Initially, Lord & Taylor met with various
RFID vendors. The retailer selected Motorola for a one-day proof-of-concept test, conducted in April. Lord & Taylor had considered utilizing RFID tags on some apparel and jewelry as well, but opted to restrict its initial deployment to shoes.
On May 11, the company began piloting RFID at its flagship store on New York City's Fifth Avenue. During the pilot, associates working in the shoe department attached an
EPC Gen 2 passive ultrahigh-
frequency (
UHF)
RFID tag to each pair of shoes on the sales floor, and then interrogated those tags using Motorola MC3190-Z handheld readers. The system was tested for several months before Lord & Taylor began employing RFID technology at a second store in August.
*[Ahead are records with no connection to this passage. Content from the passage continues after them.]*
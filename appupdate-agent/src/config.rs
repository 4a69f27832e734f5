//! Configuration management for the agent.

use std::path::{Path, PathBuf};

use anyhow::{Context, Result};
use appupdate_common::LogFormat;
use appupdate_engine::UpdateConfig;
use serde::{Deserialize, Serialize};

use crate::cli::Args;

/// Default configuration path
pub const DEFAULT_CONFIG_PATH: &str = "/etc/appupdate/agent.yaml";

/// Main configuration structure.
#[derive(Debug, Clone, Serialize, Deserialize)]
#[serde(default)]
pub struct AgentConfig {
    /// Log level (trace, debug, info, warn, error)
    pub log_level: String,
    /// Log format (pretty, json)
    pub log_format: String,
    /// Update engine configuration
    pub updates: UpdateConfig,
    /// Patch download settings
    pub download: DownloadConfig,
    /// Updater executable settings
    pub applier: ApplierConfig,
}

impl Default for AgentConfig {
    fn default() -> Self {
        Self {
            log_level: "info".to_string(),
            log_format: "pretty".to_string(),
            updates: UpdateConfig::default(),
            download: DownloadConfig::default(),
            applier: ApplierConfig::default(),
        }
    }
}

impl AgentConfig {
    /// Load configuration from a YAML file.
    pub fn load<P: AsRef<Path>>(path: P) -> Result<Self> {
        let path = path.as_ref();

        if !path.exists() {
            return Err(anyhow::anyhow!("Config file not found: {}", path.display()));
        }

        let content = std::fs::read_to_string(path)
            .with_context(|| format!("Failed to read config file: {}", path.display()))?;

        let config: AgentConfig =
            serde_yaml::from_str(&content).with_context(|| "Failed to parse config file")?;

        Ok(config)
    }

    /// Apply CLI argument overrides to the configuration.
    pub fn with_cli_overrides(mut self, args: &Args) -> Self {
        if let Some(ref level) = args.log_level {
            self.log_level = level.clone();
        }

        if let Some(ref format) = args.log_format {
            self.log_format = format.clone();
        }

        if let Some(ref dir) = args.update_dir {
            self.updates.update_dir = dir.clone();
        }

        if let Some(ref channel) = args.channel {
            self.updates.channel = channel.clone();
        }

        if args.use_service {
            self.updates.use_service = true;
        }

        self
    }

    /// Validate configuration
    pub fn validate(&self) -> Result<()> {
        self.log_format.parse::<LogFormat>()?;
        self.updates
            .validate()
            .map_err(|e| anyhow::anyhow!("Invalid updates section: {}", e))?;
        self.download.validate()?;
        Ok(())
    }
}

/// Patch download settings.
#[derive(Debug, Clone, Serialize, Deserialize)]
#[serde(default)]
pub struct DownloadConfig {
    /// Connection timeout in seconds
    pub connect_timeout_secs: u64,
    /// Whole-request timeout in seconds
    pub timeout_secs: u64,
}

impl Default for DownloadConfig {
    fn default() -> Self {
        Self {
            connect_timeout_secs: 30,
            timeout_secs: 300,
        }
    }
}

impl DownloadConfig {
    pub fn validate(&self) -> Result<()> {
        if self.connect_timeout_secs == 0 || self.timeout_secs == 0 {
            anyhow::bail!("Download timeouts must be greater than zero");
        }
        Ok(())
    }
}

/// Updater executable settings.
#[derive(Debug, Clone, Serialize, Deserialize)]
#[serde(default)]
pub struct ApplierConfig {
    /// Updater executable
    pub updater_path: PathBuf,
    /// Arguments passed before the generated ones
    pub args: Vec<String>,
}

impl Default for ApplierConfig {
    fn default() -> Self {
        Self {
            updater_path: PathBuf::from("/usr/lib/appupdate/updater"),
            args: Vec::new(),
        }
    }
}

#[cfg(test)]
mod tests {
    use super::*;
    use clap::Parser;
    use tempfile::TempDir;

    #[test]
    fn test_default_config_is_valid() {
        assert!(AgentConfig::default().validate().is_ok());
    }

    #[test]
    fn test_config_yaml_parsing() {
        let yaml = r#"
log_level: debug
log_format: json

updates:
  channel: beta
  update_dir: /var/lib/myapp/updates
  staging_enabled: false

download:
  timeout_secs: 60

applier:
  updater_path: /opt/myapp/updater
  args:
    - --quiet
"#;
        let dir = TempDir::new().unwrap();
        let path = dir.path().join("agent.yaml");
        std::fs::write(&path, yaml).unwrap();

        let config = AgentConfig::load(&path).unwrap();

        assert_eq!(config.log_level, "debug");
        assert_eq!(config.updates.channel, "beta");
        assert!(!config.updates.staging_enabled);
        assert_eq!(config.updates.max_download_attempts, 2);
        assert_eq!(config.download.timeout_secs, 60);
        assert_eq!(config.download.connect_timeout_secs, 30);
        assert_eq!(config.applier.args, vec!["--quiet".to_string()]);
        assert!(config.validate().is_ok());
    }

    #[test]
    fn test_missing_file() {
        assert!(AgentConfig::load("/nonexistent/agent.yaml").is_err());
    }

    #[test]
    fn test_cli_overrides() {
        let args = Args::parse_from([
            "appupdate-agent",
            "--update-dir",
            "/tmp/updates",
            "--channel",
            "nightly",
            "--log-format",
            "json",
            "status",
        ]);
        let config = AgentConfig::default().with_cli_overrides(&args);

        assert_eq!(config.updates.update_dir, PathBuf::from("/tmp/updates"));
        assert_eq!(config.updates.channel, "nightly");
        assert_eq!(config.log_format, "json");
    }

    #[test]
    fn test_invalid_values() {
        let mut config = AgentConfig::default();
        config.log_format = "xml".to_string();
        assert!(config.validate().is_err());

        let mut config = AgentConfig::default();
        config.download.timeout_secs = 0;
        assert!(config.validate().is_err());
    }
}
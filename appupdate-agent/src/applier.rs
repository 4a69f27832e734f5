//! Patch applier - launches the updater executable
//!
//! The updater is invoked as
//!
//! ```text
//! <updater_path> <configured args...> --mode <stage|install> --target-version <v> [--service] <mar>
//! ```
//!
//! and its exit status decides the outcome.

use appupdate_engine::{codes, ApplyRequest, OperationFailure, PatchApplier};
use async_trait::async_trait;
use tokio::process::Command;
use tracing::{info, instrument, warn};

use crate::config::ApplierConfig;

/// Applies patches through an external updater process
pub struct CommandPatchApplier {
    config: ApplierConfig,
}

impl CommandPatchApplier {
    /// Create a new applier
    pub fn new(config: ApplierConfig) -> Self {
        Self { config }
    }

    fn command(&self, request: &ApplyRequest) -> Command {
        let mut command = Command::new(&self.config.updater_path);
        command
            .args(&self.config.args)
            .arg("--mode")
            .arg(request.mode.to_string())
            .arg("--target-version")
            .arg(&request.target_version);
        if request.use_service {
            command.arg("--service");
        }
        command.arg(&request.mar_path);
        command
    }
}

#[async_trait]
impl PatchApplier for CommandPatchApplier {
    #[instrument(skip(self, request), fields(version = %request.target_version, mode = %request.mode))]
    async fn apply(&self, request: &ApplyRequest) -> Result<(), OperationFailure> {
        if !request.mar_path.is_file() {
            return Err(OperationFailure::new(
                codes::MAR_MISSING,
                format!("{} not found", request.mar_path.display()),
            ));
        }

        info!(
            updater = %self.config.updater_path.display(),
            mar = %request.mar_path.display(),
            "Launching updater"
        );

        let status = self.command(request).status().await.map_err(|e| {
            OperationFailure::new(
                codes::UPDATER_LAUNCH_FAILED,
                format!("{}: {}", self.config.updater_path.display(), e),
            )
        })?;

        if !status.success() {
            warn!(status = %status, "Updater exited with failure");
            return Err(OperationFailure::new(
                codes::UPDATER_EXIT_FAILURE,
                format!("updater exited with {}", status),
            ));
        }

        info!("Updater finished");
        Ok(())
    }
}

#[cfg(all(test, unix))]
mod tests {
    use super::*;
    use appupdate_engine::ApplyMode;
    use std::path::PathBuf;
    use tempfile::TempDir;

    fn shell(script: &str) -> CommandPatchApplier {
        CommandPatchApplier::new(ApplierConfig {
            updater_path: PathBuf::from("/bin/sh"),
            args: vec!["-c".to_string(), script.to_string(), "updater".to_string()],
        })
    }

    fn request(dir: &TempDir, mode: ApplyMode) -> ApplyRequest {
        let mar_path = dir.path().join("update.mar");
        std::fs::write(&mar_path, b"MAR1").unwrap();
        ApplyRequest {
            target_version: "2.0".to_string(),
            mar_path,
            mode,
            use_service: false,
        }
    }

    #[tokio::test]
    async fn test_arguments_passed() {
        let dir = TempDir::new().unwrap();
        let out = dir.path().join("args.txt");
        let script = format!("echo \"$@\" > {}", out.display());
        let request = request(&dir, ApplyMode::Stage);

        shell(&script).apply(&request).await.unwrap();

        let args = std::fs::read_to_string(&out).unwrap();
        assert_eq!(
            args.trim(),
            format!(
                "--mode stage --target-version 2.0 {}",
                request.mar_path.display()
            )
        );
    }

    #[tokio::test]
    async fn test_exit_failure() {
        let dir = TempDir::new().unwrap();
        let failure = shell("exit 3")
            .apply(&request(&dir, ApplyMode::Install))
            .await
            .unwrap_err();
        assert_eq!(failure.code, codes::UPDATER_EXIT_FAILURE);
    }

    #[tokio::test]
    async fn test_launch_failure() {
        let dir = TempDir::new().unwrap();
        let applier = CommandPatchApplier::new(ApplierConfig {
            updater_path: PathBuf::from("/nonexistent/updater"),
            args: Vec::new(),
        });
        let failure = applier
            .apply(&request(&dir, ApplyMode::Install))
            .await
            .unwrap_err();
        assert_eq!(failure.code, codes::UPDATER_LAUNCH_FAILED);
    }

    #[tokio::test]
    async fn test_missing_mar() {
        let dir = TempDir::new().unwrap();
        let mut request = request(&dir, ApplyMode::Install);
        request.mar_path = dir.path().join("gone.mar");
        let failure = shell("exit 0").apply(&request).await.unwrap_err();
        assert_eq!(failure.code, codes::MAR_MISSING);
    }
}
In September, the company began setting up the system at four additional locations.
In the future, the retailer would also like to use RFID in conjunction with planograms (a diagram indicating where retail products should be placed on shelves), in order to verify that each store's layout matches the presentation required by the product vendor, thereby ensuring that racks contain the proper product mix.
"We are leveraging the basic premise that if you know where the merchandise is, you can get more sales," Smith states. "If you are able to take inventory every night, or a subset of inventory every night, there is a pretty high payback."
The company intends to roll out the solution to all 47 of its stores within the United States, as well as at Hudson's Bay stores in Canada. Once shoe manufacturers begin applying RFID tags to their products before sending them to Lord & Taylor's DCs, Smith adds, the retailer's staff will no longer need to attach tags to the shoes they sell.